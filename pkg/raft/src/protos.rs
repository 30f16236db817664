use std::collections::HashSet;

/*
	NOTE: When two servers first connect to each other, they should exchange
	cluster ids to validate that both of them are operating in the same
	namespace of members.

	Types of entries that ever occupy a log index:
	- Noop: occupies a slot without carrying an application command (used by
	  a freshly elected leader to commit an entry from its own term before it
	  accepts client traffic).
	- Command: an opaque blob handed to the `ClientStateMachineAdapter`.
	- Config: a membership change, either a joint-consensus entry or the
	  stable configuration that follows it once the joint entry commits.
*/

/// Type used to uniquely identify each server. These are assigned
/// out-of-band (e.g. by cluster discovery) and never repeat within a
/// cluster's lifetime.
pub type MemberId = u64;

pub type Term = u64;

pub type LogIndex = u64;

/// Persistent information describing the state of the current server.
/// `current_term` and `voted_for` must be durable before the corresponding
/// `RequestVote` response or `AppendEntries` is sent (see
/// `constraint::MustPersistMetadata`). `commit_index` deliberately does not
/// live here: `ReplicatedLog::committed_index` is the single source of
/// truth for it (monotonicity is easiest to keep if there is only one
/// place it can regress).
#[derive(Serialize, Deserialize, Debug, Clone)]
pub struct Metadata {
	/// Latest term seen by this server (starts at 0).
	pub current_term: Term,

	/// The id of the server we voted for in `current_term`.
	pub voted_for: Option<MemberId>,
}

impl Default for Metadata {
	fn default() -> Self {
		Metadata { current_term: 0, voted_for: None }
	}
}

/// The effective cluster membership at some point in the log.
///
/// `Stable` is the steady state; `Joint` is the transitional state a
/// membership change passes through so that quorums of the old and new
/// configurations overlap (Raft §6 joint consensus).
#[derive(Serialize, Deserialize, Debug, Clone, PartialEq)]
pub enum ClusterConfiguration {
	Stable(HashSet<MemberId>),
	Joint(HashSet<MemberId>, HashSet<MemberId>),
}

impl ClusterConfiguration {
	pub fn bootstrap(members: HashSet<MemberId>) -> Self {
		ClusterConfiguration::Stable(members)
	}

	/// True if `id` is a voting member under this configuration. For a joint
	/// configuration this considers `id` a member if it is a member of
	/// either side, since both sides may be sent entries.
	pub fn contains(&self, id: MemberId) -> bool {
		match self {
			ClusterConfiguration::Stable(members) => members.contains(&id),
			ClusterConfiguration::Joint(old, new) => old.contains(&id) || new.contains(&id),
		}
	}

	/// All members that should be sent entries under this configuration
	/// (the union of both sides for a joint configuration).
	pub fn all_members(&self) -> HashSet<MemberId> {
		match self {
			ClusterConfiguration::Stable(members) => members.clone(),
			ClusterConfiguration::Joint(old, new) => old.union(new).cloned().collect(),
		}
	}

	/// Used by a leader mid joint-consensus change to decide whether it must
	/// step down once the stable configuration that follows the joint entry
	/// commits.
	pub fn is_part_of_new_configuration(&self, id: MemberId) -> bool {
		match self {
			ClusterConfiguration::Stable(members) => members.contains(&id),
			ClusterConfiguration::Joint(_, new) => new.contains(&id),
		}
	}

	/// Version ordering used by `ConfigurationStateMachine::revert` to
	/// decide which of two in-log configurations is the more recent.
	///
	/// A joint configuration that carries `other` as its `old` side is
	/// newer than `other`. A stable configuration derived from a joint one
	/// (i.e. whose members equal the joint's `new` side) is newer than that
	/// joint.
	pub fn is_newer_than(&self, other: &ClusterConfiguration) -> bool {
		match (self, other) {
			(ClusterConfiguration::Joint(old, _), _) if old == &other.all_members() => true,
			(ClusterConfiguration::Stable(members), ClusterConfiguration::Joint(_, new)) => {
				members == new
			}
			_ => false,
		}
	}

	/// Minimum quorum size(s) that must agree for this configuration. For a
	/// stable configuration, a strict majority of its members; for a joint
	/// configuration, a strict majority of `old` AND a strict majority of
	/// `new` independently (see `log_index_map::consensus_for_index`).
	pub fn quorums(&self) -> Vec<&HashSet<MemberId>> {
		match self {
			ClusterConfiguration::Stable(members) => vec![members],
			ClusterConfiguration::Joint(old, new) => vec![old, new],
		}
	}
}

/// A single record in the replicated log. `index` is strictly increasing
/// starting at 1; `term` is nondecreasing along the log (Log Matching).
#[derive(Serialize, Deserialize, Debug, Clone)]
pub enum LogEntryData {
	/// Does nothing but occupies a single log index; used by a freshly
	/// elected leader to commit an entry from its own term before serving
	/// client traffic (Raft §8, "Leader Completeness").
	Noop,

	/// Used internally for managing changes to the configuration of the
	/// cluster.
	Config(ClusterConfiguration),

	/// Opaque data handed verbatim to the `ClientStateMachineAdapter`.
	Command(Vec<u8>),
}

#[derive(Serialize, Deserialize, Debug, Clone)]
pub struct LogEntry {
	pub index: LogIndex,
	pub term: Term,
	pub data: LogEntryData,

	/// Address to route the apply result to, if this entry originated from
	/// a client rather than from internal bookkeeping (a no-op or a
	/// configuration change never carries a client).
	pub client: Option<MemberId>,
}

#[derive(Serialize, Deserialize, Debug, Clone)]
pub struct AppendEntriesRequest {
	pub term: Term,
	pub leader_id: MemberId,
	pub prev_log_index: LogIndex,
	pub prev_log_term: Term,
	pub entries: Vec<LogEntry>,
	pub leader_commit: LogIndex,
}

/// `AppendSuccessful{term, matchIndex}` / `AppendRejected{term, lastIndex}`,
/// kept as one wire type since every other RPC's response is too and the
/// two carry meaningfully different payloads (a match point to advance
/// `matchIndex` to, versus a hint for where to resend from).
#[derive(Serialize, Deserialize, Debug, Clone)]
pub enum AppendEntriesResponse {
	/// `matchIndex` is the index of the last entry in the request that this
	/// follower now has durably in its log.
	Successful { term: Term, match_index: LogIndex },

	/// `last_index` is a hint for where the leader should resend from: the
	/// responder's own last log index, letting the leader decrement
	/// `nextIndex[P]` straight to `theirLastIndex` instead of one at a time.
	Rejected { term: Term, last_index: LogIndex },
}

impl AppendEntriesResponse {
	pub fn term(&self) -> Term {
		match self {
			AppendEntriesResponse::Successful { term, .. } => *term,
			AppendEntriesResponse::Rejected { term, .. } => *term,
		}
	}
}

#[derive(Serialize, Deserialize, Debug, Clone)]
pub struct RequestVoteRequest {
	pub term: Term,
	pub candidate_id: MemberId,
	pub last_log_index: LogIndex,
	pub last_log_term: Term,
}

#[derive(Serialize, Deserialize, Debug, Clone)]
pub struct RequestVoteResponse {
	pub term: Term,
	pub vote_granted: bool,
}

/// Asks the leader to append a single entry on behalf of a client.
#[derive(Serialize, Deserialize, Debug, Clone)]
pub struct ClientMessage {
	pub client: MemberId,
	pub command: Vec<u8>,
}

/// Bootstrap injection: tells a freshly started node what configuration it
/// should start with. Also usable as the reply to `RequestConfiguration`.
#[derive(Serialize, Deserialize, Debug, Clone)]
pub struct ChangeConfiguration {
	pub config: ClusterConfiguration,
}

/// Asks any server for its currently effective configuration.
#[derive(Serialize, Deserialize, Debug, Clone)]
pub struct RequestConfiguration {}

#[derive(Serialize, Deserialize, Debug, Clone, Copy, PartialEq, Eq)]
pub enum RoleKind {
	Follower,
	Candidate,
	Leader,
}

#[derive(Serialize, Deserialize, Debug, Clone)]
pub struct AskForState {}

#[derive(Serialize, Deserialize, Debug, Clone)]
pub struct IAmInState {
	pub role: RoleKind,
	pub term: Term,
}

/// Reply to a `ClientMessage` received by a non-leader: a redirect hint
/// naming the last known/voted-for leader rather than silently dropping
/// the request.
#[derive(Serialize, Deserialize, Debug, Clone)]
pub struct ClientMessageRejected {
	pub leader_hint: Option<MemberId>,
}

/// The result of applying a committed command, routed back to the entry's
/// originating client once it commits via the `MessageBus`. `Err` carries
/// an application-level failure: it is surfaced to the client through the
/// reply channel but does not halt the log.
#[derive(Serialize, Deserialize, Debug, Clone)]
pub struct ClientReply {
	pub result: Result<Vec<u8>, String>,
}

/// The full set of messages that can cross the `MessageBus`. All variants
/// aside from the purely client-facing ones carry a `term` inside their
/// payload, which every inbound handler inspects before dispatch (see
/// `ConsensusModule::observe_term`).
#[derive(Serialize, Deserialize, Debug, Clone)]
pub enum Message {
	RequestVote(RequestVoteRequest),
	RequestVoteResponse(RequestVoteResponse),
	AppendEntries(AppendEntriesRequest),
	AppendEntriesResponse(AppendEntriesResponse),
	ClientMessage(ClientMessage),
	ClientMessageRejected(ClientMessageRejected),
	ClientReply(ClientReply),
	ChangeConfiguration(ChangeConfiguration),
	RequestConfiguration(RequestConfiguration),
	AskForState(AskForState),
	IAmInState(IAmInState),
}

/// An envelope carrying a `Message` with routing information, exchanged
/// over the `MessageBus` (see `bus::MessageBus`).
#[derive(Debug, Clone)]
pub struct Envelope {
	pub from: MemberId,
	pub to: MemberId,
	pub body: Message,
}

**Work to be completed**
Reproduce only this range: the first line of the data above through the line with "pub type Term = u64;", both included, exactly as written.

**Problem solution**
filename pkg/raft/src/protos.rs
repository 30f16236db817664
use std::collections::HashSet;

/*
	NOTE: When two servers first connect to each other, they should exchange
	cluster ids to validate that both of them are operating in the same
	namespace of members.

	Types of entries that ever occupy a log index:
	- Noop: occupies a slot without carrying an application command (used by
	  a freshly elected leader to commit an entry from its own term before it
	  accepts client traffic).
	- Command: an opaque blob handed to the `ClientStateMachineAdapter`.
	- Config: a membership change, either a joint-consensus entry or the
	  stable configuration that follows it once the joint entry commits.
*/

/// Type used to uniquely identify each server. These are assigned
/// out-of-band (e.g. by cluster discovery) and never repeat within a
/// cluster's lifetime.
pub type MemberId = u64;

pub type Term = u64;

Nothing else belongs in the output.